«Il risultato delle elezioni amministrative conferma la forza e il radicamento del centrosinistra nelle città italiane. Con il primo turno, nei capoluoghi il risultato finale è 10 a 6 per il centrosinistra. Si tratta di un dato significativo che premia il lavoro delle amministratrici e degli amministratori locali e la credibilità di progetti costruiti attorno ai bisogni concreti delle comunità. In una fase complessa per il Paese, con un Governo che nega l’evidenza, i cittadini continuano a riconoscere nel centrosinistra una proposta seria, competente e vicina alle persone. Dove si costruiscono coalizioni ampie, unite e credibili, capaci di mettere al centro servizi pubblici, lavoro, sostenibilità e coesione sociale, siamo competitivi.
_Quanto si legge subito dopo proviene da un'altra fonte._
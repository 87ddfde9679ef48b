//! Database migration system.
//!
//! Tracks applied migrations in a `_migrations` table and applies
//! pending ones in order.

use rusqlite::Connection;

use super::error::DatabaseError;

/// A single migration definition.
struct Migration {
    version: u32,
    description: &'static str,
    sql: &'static str,
}

/// All migrations in order. Each is applied at most once.
const MIGRATIONS: &[Migration] = &[
    Migration {
        version: 1,
        description: "create_jobs_table",
        sql: "CREATE TABLE jobs (
                id           TEXT PRIMARY KEY,
                tool_slug    TEXT NOT NULL,
                user_id      TEXT,
                status       TEXT NOT NULL DEFAULT 'pending',
                progress     INTEGER NOT NULL DEFAULT 0,
                params       TEXT,
                error_code   TEXT,
                error_message TEXT,
                created_at   TEXT NOT NULL,
                updated_at   TEXT NOT NULL
              );
              CREATE INDEX idx_jobs_status ON jobs(status);",
    },
    Migration {
        version: 2,
        description: "create_job_inputs_table",
        sql: "CREATE TABLE job_inputs (
                job_id       TEXT NOT NULL REFERENCES jobs(id),
                ordinal      INTEGER NOT NULL,
                filename     TEXT NOT NULL,
                mime_type    TEXT NOT NULL,
                size_bytes   INTEGER NOT NULL,
                storage_key  TEXT NOT NULL,
                etag         TEXT,
                PRIMARY KEY (job_id, ordinal)
              );",
    },
    Migration {
        version: 3,
        description: "create_job_outputs_table",
        sql: "CREATE TABLE job_outputs (
                id           INTEGER PRIMARY KEY AUTOINCREMENT,
                job_id       TEXT NOT NULL REFERENCES jobs(id),
                filename     TEXT NOT NULL,
                mime_type    TEXT NOT NULL,
                size_bytes   INTEGER NOT NULL,
                storage_key  TEXT NOT NULL
              );
              CREATE INDEX idx_job_outputs_job ON job_outputs(job_id);",
    },
];

/// Applies all pending migrations.
pub fn run_all(conn: &Connection) -> Result<(), DatabaseError> {
    conn.execute(
        "CREATE TABLE IF NOT EXISTS _migrations (
            version     INTEGER PRIMARY KEY,
            description TEXT NOT NULL,
            applied_at  TEXT NOT NULL
        )",
        [],
    )?;

    for migration in MIGRATIONS {
        let applied: bool = conn.query_row(
            "SELECT EXISTS(SELECT 1 FROM _migrations WHERE version = ?1)",
            [migration.version],
            |r| r.get(0),
        )?;

        if applied {
            continue;
        }

        conn.execute_batch(migration.sql)
            .map_err(|e| DatabaseError::Migration {
                version: migration.version,
                reason: e.to_string(),
            })?;

        conn.execute(
            "INSERT INTO _migrations (version, description, applied_at) VALUES (?1, ?2, ?3)",
            rusqlite::params![
                migration.version,
                migration.description,
                chrono::Utc::now().to_rfc3339(),
            ],
        )?;

        log::debug!(
            "Applied migration {}: {}",
            migration.version,
            migration.description
        );
    }

    Ok(())
}

#[cfg(test)]
mod tests {
    use super::*;

    #[test]
    fn test_run_all_is_idempotent() {
        let conn = Connection::open_in_memory().unwrap();
        run_all(&conn).unwrap();
        run_all(&conn).unwrap();

        let count: u32 = conn
            .query_row("SELECT COUNT(*) FROM _migrations", [], |r| r.get(0))
            .unwrap();
        assert_eq!(count as usize, MIGRATIONS.len());
    }

    #[test]
    fn test_tables_exist_after_migration() {
        let conn = Connection::open_in_memory().unwrap();
        run_all(&conn).unwrap();

        for table in ["jobs", "job_inputs", "job_outputs"] {
            let exists: bool = conn
                .query_row(
                    "SELECT EXISTS(SELECT 1 FROM sqlite_master WHERE type='table' AND name=?1)",
                    [table],
                    |r| r.get(0),
                )
                .unwrap();
            assert!(exists, "missing table {}", table);
        }
    }
}
//! Per-tool processing logic behind a uniform contract.
//!
//! Processors operate purely on local files the worker has already
//! materialized into the working directory; they perform no storage or queue
//! I/O of their own. That isolation keeps them testable with plain files and
//! keeps failure handling centralized in the worker loop.

pub mod image_resize;
pub mod markdown;
pub mod pdf_merge;

use std::collections::HashMap;
use std::path::PathBuf;

use serde_json::Value;

use crate::error::ProcessError;

/// Everything a processor gets to see for one job.
pub struct ProcessContext {
    pub job_id: String,
    /// Opaque tool parameters, already schema-validated at submission.
    pub params: Value,
    /// Local input paths, in declared processing order.
    pub input_files: Vec<PathBuf>,
    /// Scratch directory; outputs must be written here under their declared
    /// filename. Removed by the worker after the job, success or failure.
    pub working_dir: PathBuf,
}

impl ProcessContext {
    pub fn param_str(&self, name: &str) -> Option<&str> {
        self.params.get(name).and_then(Value::as_str)
    }

    pub fn param_u32(&self, name: &str) -> Option<u32> {
        self.params
            .get(name)
            .and_then(Value::as_u64)
            .and_then(|v| u32::try_from(v).ok())
    }

    pub fn param_bool(&self, name: &str) -> Option<bool> {
        self.params.get(name).and_then(Value::as_bool)
    }
}

/// One declared result file, written to the working directory.
#[derive(Debug, Clone)]
pub struct OutputFile {
    /// Object key the worker will upload this file to.
    pub storage_key: String,
    /// Filename within the working directory (and for the client).
    pub filename: String,
    pub mime_type: String,
}

#[derive(Debug, Default)]
pub struct ProcessResult {
    pub outputs: Vec<OutputFile>,
    /// Non-fatal per-file notes (skipped formats, suspicious extractions).
    pub warnings: Vec<String>,
}

pub trait Processor: Send + Sync {
    fn slug(&self) -> &'static str;

    fn process(&self, ctx: &ProcessContext) -> Result<ProcessResult, ProcessError>;
}

/// Immutable slug-to-processor mapping, assembled once at startup and passed
/// by reference into the worker loop. A job referencing an unregistered slug
/// fails that job; it never crashes the worker.
pub struct ProcessorRegistry {
    processors: HashMap<&'static str, Box<dyn Processor>>,
}

impl ProcessorRegistry {
    pub fn new(processors: Vec<Box<dyn Processor>>) -> Self {
        Self {
            processors: processors.into_iter().map(|p| (p.slug(), p)).collect(),
        }
    }

    /// Registry with all built-in processors.
    pub fn builtin() -> Self {
        Self::new(vec![
            Box::new(pdf_merge::PdfMergeProcessor),
            Box::new(image_resize::ImageResizeProcessor),
            Box::new(markdown::MarkdownProcessor),
        ])
    }

    pub fn resolve(&self, slug: &str) -> Option<&dyn Processor> {
        self.processors.get(slug).map(|p| p.as_ref())
    }

    pub fn slugs(&self) -> impl Iterator<Item = &'static str> + '_ {
        self.processors.keys().copied()
    }
}

/// Conventional object key for a job output file.
pub(crate) fn output_key(job_id: &str, filename: &str) -> String {
    format!("jobs/{}/outputs/{}", job_id, filename)
}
È un’indicazione importante per il futuro: il centrosinistra rappresenta un’alternativa solida alla destra di governo». Così in una nota Chiara Braga e Francesco Boccia, Capigruppo PD alla Camera dei Deputati e al Senato, e Nicola Zingaretti, Capodelegazione Pd al Parlamento Europeo.
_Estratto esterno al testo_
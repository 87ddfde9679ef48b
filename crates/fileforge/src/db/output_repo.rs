//! Output repository — result files persisted by the worker on completion.

use rusqlite::{params, Row};

use super::{Database, DatabaseError};

/// One produced result file. Written exactly once, immutable thereafter.
#[derive(Debug, Clone)]
pub struct OutputRow {
    pub job_id: String,
    pub filename: String,
    pub mime_type: String,
    /// Actual on-disk size (from stat), not any declared size.
    pub size_bytes: i64,
    pub storage_key: String,
}

impl OutputRow {
    fn from_row(row: &Row<'_>) -> Result<Self, rusqlite::Error> {
        Ok(Self {
            job_id: row.get("job_id")?,
            filename: row.get("filename")?,
            mime_type: row.get("mime_type")?,
            size_bytes: row.get("size_bytes")?,
            storage_key: row.get("storage_key")?,
        })
    }
}

pub fn insert(db: &Database, output: &OutputRow) -> Result<(), DatabaseError> {
    db.with_conn(|conn| {
        conn.execute(
            "INSERT INTO job_outputs (job_id, filename, mime_type, size_bytes, storage_key)
             VALUES (?1, ?2, ?3, ?4, ?5)",
            params![
                output.job_id,
                output.filename,
                output.mime_type,
                output.size_bytes,
                output.storage_key,
            ],
        )?;
        Ok(())
    })
}

pub fn list_for_job(db: &Database, job_id: &str) -> Result<Vec<OutputRow>, DatabaseError> {
    db.with_conn(|conn| {
        let mut stmt =
            conn.prepare("SELECT * FROM job_outputs WHERE job_id = ?1 ORDER BY id ASC")?;
        let rows = stmt
            .query_map(params![job_id], OutputRow::from_row)?
            .collect::<Result<Vec<_>, _>>()?;
        Ok(rows)
    })
}

pub fn count_for_job(db: &Database, job_id: &str) -> Result<u64, DatabaseError> {
    db.with_conn(|conn| {
        let count: u64 = conn.query_row(
            "SELECT COUNT(*) FROM job_outputs WHERE job_id = ?1",
            params![job_id],
            |r| r.get(0),
        )?;
        Ok(count)
    })
}

#[cfg(test)]
mod tests {
    use super::*;
    use crate::db::job_repo::{self, JobRow};

    #[test]
    fn test_insert_and_list() {
        let db = Database::open_in_memory().unwrap();
        job_repo::insert(
            &db,
            &JobRow::new("j1".to_string(), "image-resize".to_string(), None, None),
        )
        .unwrap();

        insert(
            &db,
            &OutputRow {
                job_id: "j1".to_string(),
                filename: "photo-resized.jpg".to_string(),
                mime_type: "image/jpeg".to_string(),
                size_bytes: 2048,
                storage_key: "jobs/j1/outputs/photo-resized.jpg".to_string(),
            },
        )
        .unwrap();

        let outputs = list_for_job(&db, "j1").unwrap();
        assert_eq!(outputs.len(), 1);
        assert_eq!(outputs[0].size_bytes, 2048);
        assert_eq!(count_for_job(&db, "j1").unwrap(), 1);
        assert_eq!(count_for_job(&db, "other").unwrap(), 0);
    }
}
//! Job execution: the per-job procedure and the thread pool that drives it.

pub mod pool;
pub mod runner;

pub use pool::WorkerPool;
pub use runner::JobRunner;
«Vedo che Giorgia Meloni continua ad avere problemi con la calcolatrice. Che si tratti di ammettere i troppo scarsi investimenti sulla sanità pubblica di questo governo o i risultati delle amministrative, il tentativo è sempre lo stesso: capovolgere la realtà. Quanto a noi, avevamo detto che i conti li avremmo fatti alla fine. Su 18 capoluoghi al voto, tra primo turno e ballottaggi, al centrosinistra vanno 8 sindaci e al centrodestra 6 sindaci», commenta la segretaria del Partito Democratico Elly Schlein.